1 files changed, 493 insertions, 56 deletions

diff --git a/src/viewport.cpp b/src/viewport.cpp
index bb03355d8..81c630a3a 100644
--- a/src/viewport.cpp
+++ b/src/viewport.cpp
@@ -26,6 +26,48 @@
  * \endverbatim
  */
 
+/**
+ * @defgroup vp_column_row Rows and columns in the viewport
+ *
+ * Columns are vertical sections of the viewport that are half a tile wide.
+ * The origin, i.e. column 0, is through the northern and southern most tile.
+ * This means that the column of e.g. Tile(0, 0) and Tile(100, 100) are in
+ * column number 0. The negative columns are towards the left of the screen,
+ * or towards the west, whereas the positive ones are towards respectively
+ * the right and east.
+ * With half a tile wide is meant that the next column of tiles directly west
+ * or east of the centre line are respectively column -1 and 1. Their tile
+ * centers are only half a tile from the center of their adjoining tile when
+ * looking only at the X-coordinate.
+ *
+ * \verbatim
+ *        ╳        *
+ *       ╱ ╲       *
+ *      ╳ 0 ╳      *
+ *     ╱ ╲ ╱ ╲     *
+ *    ╳-1 ╳ 1 ╳    *
+ *   ╱ ╲ ╱ ╲ ╱ ╲   *
+ *  ╳-2 ╳ 0 ╳ 2 ╳  *
+ *   ╲ ╱ ╲ ╱ ╲ ╱   *
+ *    ╳-1 ╳ 1 ╳    *
+ *     ╲ ╱ ╲ ╱     *
+ *      ╳ 0 ╳      *
+ *       ╲ ╱       *
+ *        ╳        *
+ * \endverbatim
+ *
+ *
+ * Rows are horizontal sections of the viewport, also half a tile wide.

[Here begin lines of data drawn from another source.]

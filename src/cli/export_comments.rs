//! Writes exports to the configured destination.

use std::fs::File;
use std::io::{self, BufWriter, Write};

use camino::Utf8Path;
use mrscribe::{ExportFormat, IntakeError, ReviewComment, write_export};
use tracing::info;

/// Writes `comments` in `format` to `output`, or to stdout when absent.
///
/// # Errors
///
/// Returns [`IntakeError::Io`] when the file cannot be created or written.
pub fn write_output(
    output: Option<&Utf8Path>,
    comments: &[ReviewComment],
    format: ExportFormat,
) -> Result<(), IntakeError> {
    if let Some(path) = output {
        let file = File::create(path).map_err(|e| IntakeError::Io {
            message: format!("failed to create output file '{path}': {e}"),
        })?;
        let mut writer = BufWriter::new(file);
        write_export(&mut writer, format, comments)?;
        writer.flush().map_err(|e| IntakeError::Io {
            message: format!("failed to flush output file: {e}"),
        })?;
        info!(%path, %format, comments = comments.len(), "export written");
        Ok(())
    } else {
        let stdout = io::stdout();
        let mut writer = stdout.lock();
        write_export(&mut writer, format, comments)?;
        writer.flush().map_err(|e| IntakeError::Io {
            message: format!("failed to flush stdout: {e}"),
        })
    }
}

#[cfg(test)]
mod tests {
    use camino::Utf8PathBuf;
    use mrscribe::export::test_helpers::CommentBuilder;
    use rstest::rstest;

    use super::*;

    #[rstest]
    fn writes_export_to_file() {
        let dir = tempfile::tempdir().expect("temp dir should be created");
        let path = Utf8PathBuf::from_path_buf(dir.path().join("out.csv"))
            .expect("temp path should be UTF-8");
        let comments = vec![CommentBuilder::new("MR", 1).text("hello").build()];

        write_output(Some(&path), &comments, ExportFormat::Csv).expect("export should succeed");

        let written = std::fs::read_to_string(&path).expect("file should exist");
        assert!(written.starts_with("MR Title,MR ID,"));
        assert!(written.contains("hello"));
    }

    #[rstest]
    fn reports_unwritable_destination() {
        let dir = tempfile::tempdir().expect("temp dir should be created");
        let path = Utf8PathBuf::from_path_buf(dir.path().join("missing").join("out.md"))
            .expect("temp path should be UTF-8");

        let result = write_output(Some(&path), &[], ExportFormat::Markdown);

        assert!(
            matches!(result, Err(IntakeError::Io { ref message }) if message.contains("failed to create output file")),
            "unexpected result: {result:?}"
        );
    }
}
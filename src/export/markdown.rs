//! Markdown document export.
//!
//! Comments are grouped by merge request, then by code location. Each
//! location's snippet is written once, as a fenced code block, followed by
//! every comment made there.

use std::io::Write;

use camino::Utf8Path;
use chrono::DateTime;

use crate::gitlab::IntakeError;
use crate::review::{CodeLocation, GroupedComments, LocationGroup, MergeRequestGroup, ReviewComment};

use super::io_error;

/// Length of a timestamp shown to second precision.
const TIMESTAMP_LEN: usize = 19;

/// Writes comments as a Markdown document.
///
/// # Errors
///
/// Returns [`IntakeError::Io`] if writing to the output fails.
pub fn write_markdown<W: Write>(
    writer: &mut W,
    comments: &[ReviewComment],
) -> Result<(), IntakeError> {
    writeln!(writer, "# GitLab MR Comments Export").map_err(|e| io_error(&e))?;
    writeln!(writer).map_err(|e| io_error(&e))?;

    let grouped = GroupedComments::from_comments(comments);
    for group in grouped.merge_requests() {
        write_merge_request(writer, group)?;
    }
    Ok(())
}

fn write_merge_request<W: Write>(
    writer: &mut W,
    group: &MergeRequestGroup<'_>,
) -> Result<(), IntakeError> {
    writeln!(writer, "## MR: {}", group.title()).map_err(|e| io_error(&e))?;
    writeln!(writer).map_err(|e| io_error(&e))?;
    writeln!(writer, "**MR ID:** {}", group.mr_id()).map_err(|e| io_error(&e))?;
    writeln!(writer).map_err(|e| io_error(&e))?;

    for bucket in group.locations() {
        write_location(writer, bucket)?;
    }

    writeln!(writer).map_err(|e| io_error(&e))?;
    Ok(())
}

fn write_location<W: Write>(writer: &mut W, bucket: &LocationGroup<'_>) -> Result<(), IntakeError> {
    match bucket.location() {
        CodeLocation::General => {
            writeln!(writer, "### General Comments").map_err(|e| io_error(&e))?;
        }
        CodeLocation::Located { path, line } => {
            writeln!(writer, "### Code Location: {path}:{line}").map_err(|e| io_error(&e))?;
        }
    }
    writeln!(writer).map_err(|e| io_error(&e))?;

    if let (CodeLocation::Located { path, .. }, Some(snippet)) =
        (bucket.location(), bucket.snippet())
    {
        write_code_block(writer, path, snippet)?;
    }

    for comment in bucket.comments() {
        write_comment(writer, comment)?;
    }

    writeln!(writer, "---").map_err(|e| io_error(&e))?;
    writeln!(writer).map_err(|e| io_error(&e))?;
    Ok(())
}

fn write_comment<W: Write>(writer: &mut W, comment: &ReviewComment) -> Result<(), IntakeError> {
    writeln!(
        writer,
        "**{}** at `{}`:",
        comment.author,
        display_timestamp(&comment.created_at)
    )
    .map_err(|e| io_error(&e))?;
    writeln!(writer).map_err(|e| io_error(&e))?;
    writeln!(writer, "{}", comment.review_text).map_err(|e| io_error(&e))?;
    writeln!(writer).map_err(|e| io_error(&e))?;
    Ok(())
}

/// Writes a fenced code block tagged with the language of `file_path`.
///
/// The fence is longer than any backtick run in the snippet so the block
/// cannot be closed early.
fn write_code_block<W: Write>(
    writer: &mut W,
    file_path: &str,
    snippet: &str,
) -> Result<(), IntakeError> {
    let language = Utf8Path::new(file_path)
        .extension()
        .map_or(FALLBACK_LANGUAGE, extension_to_language);

    let fence = compute_fence(snippet);
    writeln!(writer, "{fence}{language}").map_err(|e| io_error(&e))?;
    writeln!(writer, "{snippet}").map_err(|e| io_error(&e))?;
    writeln!(writer, "{fence}").map_err(|e| io_error(&e))?;
    writeln!(writer).map_err(|e| io_error(&e))?;
    Ok(())
}

/// Computes a fence string that exceeds any backtick run in the content.
fn compute_fence(content: &str) -> String {
    let max_backticks = content.split(|c| c != '`').map(str::len).max().unwrap_or(0);
    let fence_len = max_backticks.max(2) + 1;
    "`".repeat(fence_len)
}

/// Formats a timestamp as `YYYY-MM-DDTHH:MM:SS`.
///
/// RFC 3339 values are parsed and keep their own offset; anything else is cut
/// to its first 19 characters.
#[must_use]
pub fn display_timestamp(raw: &str) -> String {
    DateTime::parse_from_rfc3339(raw).map_or_else(
        |_| raw.chars().take(TIMESTAMP_LEN).collect(),
        |parsed| parsed.format("%Y-%m-%dT%H:%M:%S").to_string(),
    )
}

const FALLBACK_LANGUAGE: &str = "text";

const EXTENSION_MAPPINGS: &[(&str, &str)] = &[
    ("rs", "rust"),
    ("py", "python"),
    ("js", "javascript"),
    ("mjs", "javascript"),
    ("ts", "typescript"),
    ("jsx", "jsx"),
    ("tsx", "tsx"),
    ("vue", "vue"),
    ("rb", "ruby"),
    ("go", "go"),
    ("java", "java"),
    ("groovy", "groovy"),
    ("gradle", "groovy"),
    ("scala", "scala"),
    ("kt", "kotlin"),
    ("kts", "kotlin"),
    ("swift", "swift"),
    ("dart", "dart"),
    ("c", "c"),
    ("cpp", "cpp"),
    ("cc", "cpp"),
    ("h", "cpp"),
    ("hpp", "cpp"),
    ("cs", "csharp"),
    ("php", "php"),
    ("sh", "bash"),
    ("bash", "bash"),
    ("ps1", "powershell"),
    ("sql", "sql"),
    ("md", "markdown"),
    ("json", "json"),
    ("yaml", "yaml"),
    ("yml", "yaml"),
    ("toml", "toml"),
    ("xml", "xml"),
    ("properties", "properties"),
    ("html", "html"),
    ("css", "css"),
    ("scss", "scss"),
];

fn extension_to_language(ext: &str) -> &'static str {
    let ext_lower = ext.to_lowercase();
    EXTENSION_MAPPINGS
        .iter()
        .find(|(e, _)| *e == ext_lower)
        .map_or(FALLBACK_LANGUAGE, |(_, lang)| lang)
}

#[cfg(test)]
#[path = "markdown_tests.rs"]
mod tests;
//! Error types exposed by the GitLab intake layer.

use thiserror::Error;

/// Errors surfaced while validating input or communicating with GitLab.
#[derive(Debug, Clone, Error, PartialEq, Eq)]
pub enum IntakeError {
    /// No GitLab project identifier was configured.
    #[error("GitLab project identifier is required")]
    MissingProjectId,

    /// The authentication token was missing.
    #[error("personal access token is required")]
    MissingToken,

    /// The configured GitLab URL could not be parsed.
    #[error("GitLab URL is invalid: {0}")]
    InvalidUrl(String),

    /// The explicit merge request list contained a token that is not a
    /// positive integer.
    #[error("invalid merge request id '{token}': use comma-separated numbers")]
    InvalidMergeRequestIds {
        /// The offending token as typed by the user.
        token: String,
    },

    /// The authentication token was rejected by GitLab.
    #[error("GitLab rejected the token: {message}")]
    Authentication {
        /// Message returned with the 401/403 response.
        message: String,
    },

    /// The requested resource does not exist or is not visible.
    #[error("GitLab resource not found: {message}")]
    NotFound {
        /// Message returned with the 404 response.
        message: String,
    },

    /// GitLab throttled the request.
    #[error("GitLab API rate limit exceeded: {message}")]
    RateLimitExceeded {
        /// Seconds to wait before retrying, from the `Retry-After` header.
        retry_after_secs: Option<u64>,
        /// Message returned with the 429 response.
        message: String,
    },

    /// GitLab returned a non-success status not covered above.
    #[error("GitLab API error: {message}")]
    Api {
        /// Status code and response detail.
        message: String,
    },

    /// Networking failed while calling GitLab.
    #[error("network error talking to GitLab: {message}")]
    Network {
        /// Transport-level error detail.
        message: String,
    },

    /// A response body did not have the expected shape.
    #[error("unexpected GitLab response: {message}")]
    Decode {
        /// Deserialisation error detail.
        message: String,
    },

    /// Invalid pagination parameters.
    #[error("invalid pagination: {message}")]
    InvalidPagination {
        /// Description of the invalid parameter.
        message: String,
    },

    /// A saved comment collection could not be read back.
    #[error("saved comment collection is invalid: {message}")]
    InvalidCollection {
        /// Which record failed and why.
        message: String,
    },

    /// Local I/O operation failed.
    #[error("I/O error: {message}")]
    Io {
        /// Error detail from the underlying I/O operation.
        message: String,
    },

    /// Configuration could not be loaded.
    #[error("configuration error: {message}")]
    Configuration {
        /// Details about the configuration failure.
        message: String,
    },
}

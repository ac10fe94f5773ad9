//! Mrscribe CLI entrypoint.

use std::io::{self, Write};
use std::process::ExitCode;

use mrscribe::{IntakeError, MrScribeConfig};
use ortho_config::OrthoConfig;
use tracing_subscriber::EnvFilter;

mod cli;

const DEFAULT_LOG_FILTER: &str = "mrscribe=info";

#[tokio::main]
async fn main() -> ExitCode {
    init_tracing();
    match run().await {
        Ok(()) => ExitCode::SUCCESS,
        Err(error) => {
            if writeln!(io::stderr().lock(), "{error}").is_err() {
                return ExitCode::FAILURE;
            }
            ExitCode::FAILURE
        }
    }
}

async fn run() -> Result<(), IntakeError> {
    let config = load_config()?;
    cli::aggregate::run(&config).await
}

/// Installs a stderr subscriber filtered by `RUST_LOG`.
///
/// Stdout is left to exports and reports.
fn init_tracing() {
    let filter =
        EnvFilter::try_from_default_env().unwrap_or_else(|_| EnvFilter::new(DEFAULT_LOG_FILTER));
    tracing_subscriber::fmt()
        .with_env_filter(filter)
        .with_writer(io::stderr)
        .with_target(false)
        .init();
}

/// Loads configuration from CLI, environment, and files.
///
/// # Errors
///
/// Returns [`IntakeError::Configuration`] when ortho-config fails to parse
/// arguments or load configuration files.
fn load_config() -> Result<MrScribeConfig, IntakeError> {
    MrScribeConfig::load().map_err(|error| IntakeError::Configuration {
        message: error.to_string(),
    })
}
//! Shared test helpers for configuration tests.

use ortho_config::MergeComposer;
use serde_json::Value;

use crate::MrScribeConfig;

/// Applies a configuration layer to the composer based on the layer type.
pub fn apply_layer(composer: &mut MergeComposer, layer_type: &str, value: Value) {
    match layer_type {
        "defaults" => composer.push_defaults(value),
        "file" => composer.push_file(value, None),
        "environment" => composer.push_environment(value),
        "cli" => composer.push_cli(value),
        _ => panic!("unknown layer type: {layer_type}"),
    }
}

/// Composes a [`MrScribeConfig`] from a sequence of `(layer_type, value)` pairs.
pub fn build_config_from_layers(layers: &[(&str, Value)]) -> MrScribeConfig {
    let mut composer = MergeComposer::new();

    for (layer_type, value) in layers {
        apply_layer(&mut composer, layer_type, value.clone());
    }

    MrScribeConfig::merge_from_layers(composer.layers()).expect("merge should succeed")
}
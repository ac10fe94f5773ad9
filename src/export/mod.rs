//! Comment export.
//!
//! Three formats are supported:
//!
//! - **Markdown**: a document grouped by merge request, then by code
//!   location, with each location's snippet shown once
//! - **CSV**: a flat table with one row per comment, in input order
//! - **JSONL**: one JSON object per comment; the only format that can be read
//!   back, so the other two can be produced again offline

mod csv;
mod jsonl;
mod markdown;
mod model;
#[doc(hidden)]
pub mod test_helpers;

use std::io::Write;

use crate::gitlab::IntakeError;
use crate::review::ReviewComment;

pub use self::csv::{CSV_HEADER, write_csv};
pub use jsonl::{read_jsonl, write_jsonl};
pub use markdown::{display_timestamp, write_markdown};
pub use model::ExportFormat;

/// Writes `comments` to `writer` in `format`.
///
/// # Errors
///
/// Returns [`IntakeError::Io`] if writing fails.
pub fn write_export<W: Write>(
    writer: &mut W,
    format: ExportFormat,
    comments: &[ReviewComment],
) -> Result<(), IntakeError> {
    match format {
        ExportFormat::Markdown => write_markdown(writer, comments),
        ExportFormat::Csv => write_csv(writer, comments),
        ExportFormat::Jsonl => write_jsonl(writer, comments),
    }
}

/// Converts an I/O error to an [`IntakeError::Io`].
#[must_use]
pub fn io_error(error: &std::io::Error) -> IntakeError {
    IntakeError::Io {
        message: error.to_string(),
    }
}
//! Export format selection.

use std::fmt;
use std::str::FromStr;

use crate::gitlab::IntakeError;

/// Supported export formats.
#[derive(Debug, Clone, Copy, PartialEq, Eq)]
pub enum ExportFormat {
    /// Document grouped by merge request and code location.
    Markdown,
    /// Flat table, one row per comment.
    Csv,
    /// One JSON object per comment; can be loaded back with
    /// [`super::read_jsonl`].
    Jsonl,
}

impl FromStr for ExportFormat {
    type Err = IntakeError;

    fn from_str(s: &str) -> Result<Self, Self::Err> {
        match s.trim().to_lowercase().as_str() {
            "markdown" | "md" => Ok(Self::Markdown),
            "csv" => Ok(Self::Csv),
            "jsonl" | "json-lines" | "jsonlines" => Ok(Self::Jsonl),
            _ => Err(IntakeError::Configuration {
                message: format!(
                    "unsupported export format '{s}': valid options are 'markdown', 'csv' or 'jsonl'"
                ),
            }),
        }
    }
}

impl fmt::Display for ExportFormat {
    fn fmt(&self, f: &mut fmt::Formatter<'_>) -> fmt::Result {
        match self {
            Self::Markdown => write!(f, "markdown"),
            Self::Csv => write!(f, "csv"),
            Self::Jsonl => write!(f, "jsonl"),
        }
    }
}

+ * This time the nothern most tile on the map at height level 0 defines 0 and
+ * everything south of that has a positive number. In theory this works the
+ * same as for columns with the massive difference that due to the isometric
+ * projection the actual row where the tile is visible differs from the row
+ * where the tile would be if it were at height level 0. Strictly speaking,
+ * if you know the row of the tile at height level 0, then the row number
+ * where it is actually drawn is tile height / 2 lower than the row number
+ * of the same tile at height level 0.
+ */
+
 #include "stdafx.h"
 #include "landscape.h"
 #include "viewport_func.h"
@@ -47,6 +89,9 @@
 #include "window_gui.h"
 #include "linkgraph/linkgraph_gui.h"
 #include "viewport_sprite_sorter.h"
+#include "bridge_map.h"
+
+#include <map>
 
 #include "table/strings.h"
 #include "table/palettes.h"
@@ -1022,81 +1067,473 @@ draw_inner:
 	}
 }
 
-static void ViewportAddLandscape()
+/**
+ * Given a screen coordinate (x,y) as e.g. stored in _vd.dpi, this function
+ * returns the tile coordinate of the tile which would be painted at (x,y)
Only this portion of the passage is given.